Supplied records section start
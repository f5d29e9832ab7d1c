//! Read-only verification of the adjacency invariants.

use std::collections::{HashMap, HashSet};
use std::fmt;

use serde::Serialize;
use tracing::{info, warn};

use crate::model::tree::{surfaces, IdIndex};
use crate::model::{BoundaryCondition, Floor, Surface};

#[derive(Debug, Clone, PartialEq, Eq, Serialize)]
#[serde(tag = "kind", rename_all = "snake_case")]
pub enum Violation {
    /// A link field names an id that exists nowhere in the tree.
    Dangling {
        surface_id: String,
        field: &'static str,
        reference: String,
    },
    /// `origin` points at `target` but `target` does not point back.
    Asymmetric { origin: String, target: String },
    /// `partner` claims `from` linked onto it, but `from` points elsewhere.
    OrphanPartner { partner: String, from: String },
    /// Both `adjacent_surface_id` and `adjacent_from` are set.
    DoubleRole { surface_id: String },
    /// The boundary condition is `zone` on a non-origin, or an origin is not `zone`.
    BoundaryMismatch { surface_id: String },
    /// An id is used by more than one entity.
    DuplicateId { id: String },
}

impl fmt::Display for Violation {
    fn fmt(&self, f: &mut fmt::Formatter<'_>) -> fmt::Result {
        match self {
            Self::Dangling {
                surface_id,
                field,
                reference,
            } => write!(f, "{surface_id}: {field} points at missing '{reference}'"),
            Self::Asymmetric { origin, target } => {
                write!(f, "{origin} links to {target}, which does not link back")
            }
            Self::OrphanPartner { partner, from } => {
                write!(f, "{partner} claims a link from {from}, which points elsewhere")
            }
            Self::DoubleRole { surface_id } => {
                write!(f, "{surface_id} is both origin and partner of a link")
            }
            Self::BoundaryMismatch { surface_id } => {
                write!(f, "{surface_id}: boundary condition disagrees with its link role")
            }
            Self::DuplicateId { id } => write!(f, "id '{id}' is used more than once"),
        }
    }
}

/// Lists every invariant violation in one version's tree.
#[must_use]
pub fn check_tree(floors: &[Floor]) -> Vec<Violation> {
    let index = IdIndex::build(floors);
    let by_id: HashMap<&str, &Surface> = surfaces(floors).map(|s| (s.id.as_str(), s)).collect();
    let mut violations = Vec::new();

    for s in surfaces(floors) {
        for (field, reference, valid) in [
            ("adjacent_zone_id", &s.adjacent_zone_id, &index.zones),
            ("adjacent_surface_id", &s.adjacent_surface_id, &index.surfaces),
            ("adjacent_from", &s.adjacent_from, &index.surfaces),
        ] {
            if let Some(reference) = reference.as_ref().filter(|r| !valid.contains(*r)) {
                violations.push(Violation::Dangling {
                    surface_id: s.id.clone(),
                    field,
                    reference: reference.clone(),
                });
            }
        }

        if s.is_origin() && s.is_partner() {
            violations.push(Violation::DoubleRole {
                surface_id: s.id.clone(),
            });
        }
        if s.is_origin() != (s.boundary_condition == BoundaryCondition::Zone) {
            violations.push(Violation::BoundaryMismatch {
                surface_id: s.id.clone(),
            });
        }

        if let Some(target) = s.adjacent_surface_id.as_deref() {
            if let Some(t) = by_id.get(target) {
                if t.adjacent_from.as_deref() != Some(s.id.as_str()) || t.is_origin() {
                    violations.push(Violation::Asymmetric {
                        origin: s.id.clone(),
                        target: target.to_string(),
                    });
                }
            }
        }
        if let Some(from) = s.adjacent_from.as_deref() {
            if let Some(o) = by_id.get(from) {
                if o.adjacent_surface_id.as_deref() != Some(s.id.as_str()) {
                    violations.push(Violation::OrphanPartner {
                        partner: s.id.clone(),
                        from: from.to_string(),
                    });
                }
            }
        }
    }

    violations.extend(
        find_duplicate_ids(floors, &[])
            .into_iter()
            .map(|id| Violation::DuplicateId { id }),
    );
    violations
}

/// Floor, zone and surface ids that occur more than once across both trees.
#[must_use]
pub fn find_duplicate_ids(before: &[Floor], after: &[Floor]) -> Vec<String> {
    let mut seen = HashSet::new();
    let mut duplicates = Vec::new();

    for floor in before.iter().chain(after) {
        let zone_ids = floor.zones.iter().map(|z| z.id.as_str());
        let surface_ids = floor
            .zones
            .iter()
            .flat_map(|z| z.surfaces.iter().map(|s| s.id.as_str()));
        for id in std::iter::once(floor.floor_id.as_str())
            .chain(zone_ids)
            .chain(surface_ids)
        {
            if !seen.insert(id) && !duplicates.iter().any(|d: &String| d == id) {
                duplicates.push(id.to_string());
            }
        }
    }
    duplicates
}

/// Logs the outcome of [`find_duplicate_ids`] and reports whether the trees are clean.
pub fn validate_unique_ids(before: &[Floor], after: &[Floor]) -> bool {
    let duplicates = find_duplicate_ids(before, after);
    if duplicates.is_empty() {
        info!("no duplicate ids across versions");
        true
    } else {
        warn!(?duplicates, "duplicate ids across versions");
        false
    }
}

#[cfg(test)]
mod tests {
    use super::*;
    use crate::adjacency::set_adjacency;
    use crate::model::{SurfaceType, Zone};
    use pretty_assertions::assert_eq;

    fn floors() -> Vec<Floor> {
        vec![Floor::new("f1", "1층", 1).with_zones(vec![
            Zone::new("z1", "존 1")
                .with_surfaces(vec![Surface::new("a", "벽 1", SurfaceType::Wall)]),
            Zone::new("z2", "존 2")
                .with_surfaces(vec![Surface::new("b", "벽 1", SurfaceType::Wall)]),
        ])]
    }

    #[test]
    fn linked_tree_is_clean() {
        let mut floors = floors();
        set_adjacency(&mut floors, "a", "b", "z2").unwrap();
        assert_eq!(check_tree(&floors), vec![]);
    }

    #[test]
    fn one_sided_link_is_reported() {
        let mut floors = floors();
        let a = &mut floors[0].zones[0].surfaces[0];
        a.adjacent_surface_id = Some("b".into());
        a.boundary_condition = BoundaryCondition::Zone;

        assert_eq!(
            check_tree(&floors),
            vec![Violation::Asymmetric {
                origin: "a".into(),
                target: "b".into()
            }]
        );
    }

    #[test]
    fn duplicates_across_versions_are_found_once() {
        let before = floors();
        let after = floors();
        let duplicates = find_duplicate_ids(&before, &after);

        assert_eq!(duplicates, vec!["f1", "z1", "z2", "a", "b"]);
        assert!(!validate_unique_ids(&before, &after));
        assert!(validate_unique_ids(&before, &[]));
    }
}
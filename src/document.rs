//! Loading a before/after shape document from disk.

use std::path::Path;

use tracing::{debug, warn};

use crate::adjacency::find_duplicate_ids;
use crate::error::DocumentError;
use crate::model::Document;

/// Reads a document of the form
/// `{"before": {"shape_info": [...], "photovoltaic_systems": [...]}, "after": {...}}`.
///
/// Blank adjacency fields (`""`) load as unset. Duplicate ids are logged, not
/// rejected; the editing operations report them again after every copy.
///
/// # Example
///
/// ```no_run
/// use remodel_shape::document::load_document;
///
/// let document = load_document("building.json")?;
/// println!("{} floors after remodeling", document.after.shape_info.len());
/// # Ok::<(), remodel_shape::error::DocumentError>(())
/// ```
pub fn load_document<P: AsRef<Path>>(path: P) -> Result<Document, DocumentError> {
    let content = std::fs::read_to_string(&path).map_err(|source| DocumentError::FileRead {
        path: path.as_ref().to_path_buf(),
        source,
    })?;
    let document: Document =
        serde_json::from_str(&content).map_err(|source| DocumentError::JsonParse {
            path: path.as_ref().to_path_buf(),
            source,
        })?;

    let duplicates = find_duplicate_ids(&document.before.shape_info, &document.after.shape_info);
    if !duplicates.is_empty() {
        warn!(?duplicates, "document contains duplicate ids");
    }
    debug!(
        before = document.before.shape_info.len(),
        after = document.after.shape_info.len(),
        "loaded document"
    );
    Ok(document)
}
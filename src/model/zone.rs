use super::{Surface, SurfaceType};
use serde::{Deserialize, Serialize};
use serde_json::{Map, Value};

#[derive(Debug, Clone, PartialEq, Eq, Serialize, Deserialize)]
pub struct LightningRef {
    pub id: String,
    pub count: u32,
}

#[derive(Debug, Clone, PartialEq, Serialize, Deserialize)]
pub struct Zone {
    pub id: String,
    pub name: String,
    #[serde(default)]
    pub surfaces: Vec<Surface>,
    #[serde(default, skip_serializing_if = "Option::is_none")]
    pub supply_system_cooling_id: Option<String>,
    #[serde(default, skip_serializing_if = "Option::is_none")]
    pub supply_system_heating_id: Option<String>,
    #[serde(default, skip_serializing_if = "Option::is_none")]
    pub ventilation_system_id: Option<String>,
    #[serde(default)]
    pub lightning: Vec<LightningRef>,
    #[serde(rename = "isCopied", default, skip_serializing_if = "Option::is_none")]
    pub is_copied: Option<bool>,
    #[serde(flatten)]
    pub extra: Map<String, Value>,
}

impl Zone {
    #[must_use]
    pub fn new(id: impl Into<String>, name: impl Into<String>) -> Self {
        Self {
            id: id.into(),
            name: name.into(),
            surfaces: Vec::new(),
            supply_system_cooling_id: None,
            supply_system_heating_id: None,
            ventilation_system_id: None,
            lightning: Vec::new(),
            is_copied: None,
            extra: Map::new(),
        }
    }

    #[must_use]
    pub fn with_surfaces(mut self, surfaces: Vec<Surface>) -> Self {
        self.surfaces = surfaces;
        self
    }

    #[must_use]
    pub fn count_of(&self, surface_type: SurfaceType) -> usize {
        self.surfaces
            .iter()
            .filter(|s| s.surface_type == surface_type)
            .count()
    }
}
Supplied records section end
What is being asked | Within the material above, extract exactly the lines that start at the line containing "let a = &mut" and stop after the line containing "are logged, not", and only those.

Result for this exercise |
        let a = &mut floors[0].zones[0].surfaces[0];
        a.adjacent_surface_id = Some("b".into());
        a.boundary_condition = BoundaryCondition::Zone;

        assert_eq!(
            check_tree(&floors),
            vec![Violation::Asymmetric {
                origin: "a".into(),
                target: "b".into()
            }]
        );
    }

    #[test]
    fn duplicates_across_versions_are_found_once() {
        let before = floors();
        let after = floors();
        let duplicates = find_duplicate_ids(&before, &after);

        assert_eq!(duplicates, vec!["f1", "z1", "z2", "a", "b"]);
        assert!(!validate_unique_ids(&before, &after));
        assert!(validate_unique_ids(&before, &[]));
    }
}
filename src/document.rs
//! Loading a before/after shape document from disk.

use std::path::Path;

use tracing::{debug, warn};

use crate::adjacency::find_duplicate_ids;
use crate::error::DocumentError;
use crate::model::Document;

/// Reads a document of the form
/// `{"before": {"shape_info": [...], "photovoltaic_systems": [...]}, "after": {...}}`.
///
/// Blank adjacency fields (`""`) load as unset. Duplicate ids are logged, not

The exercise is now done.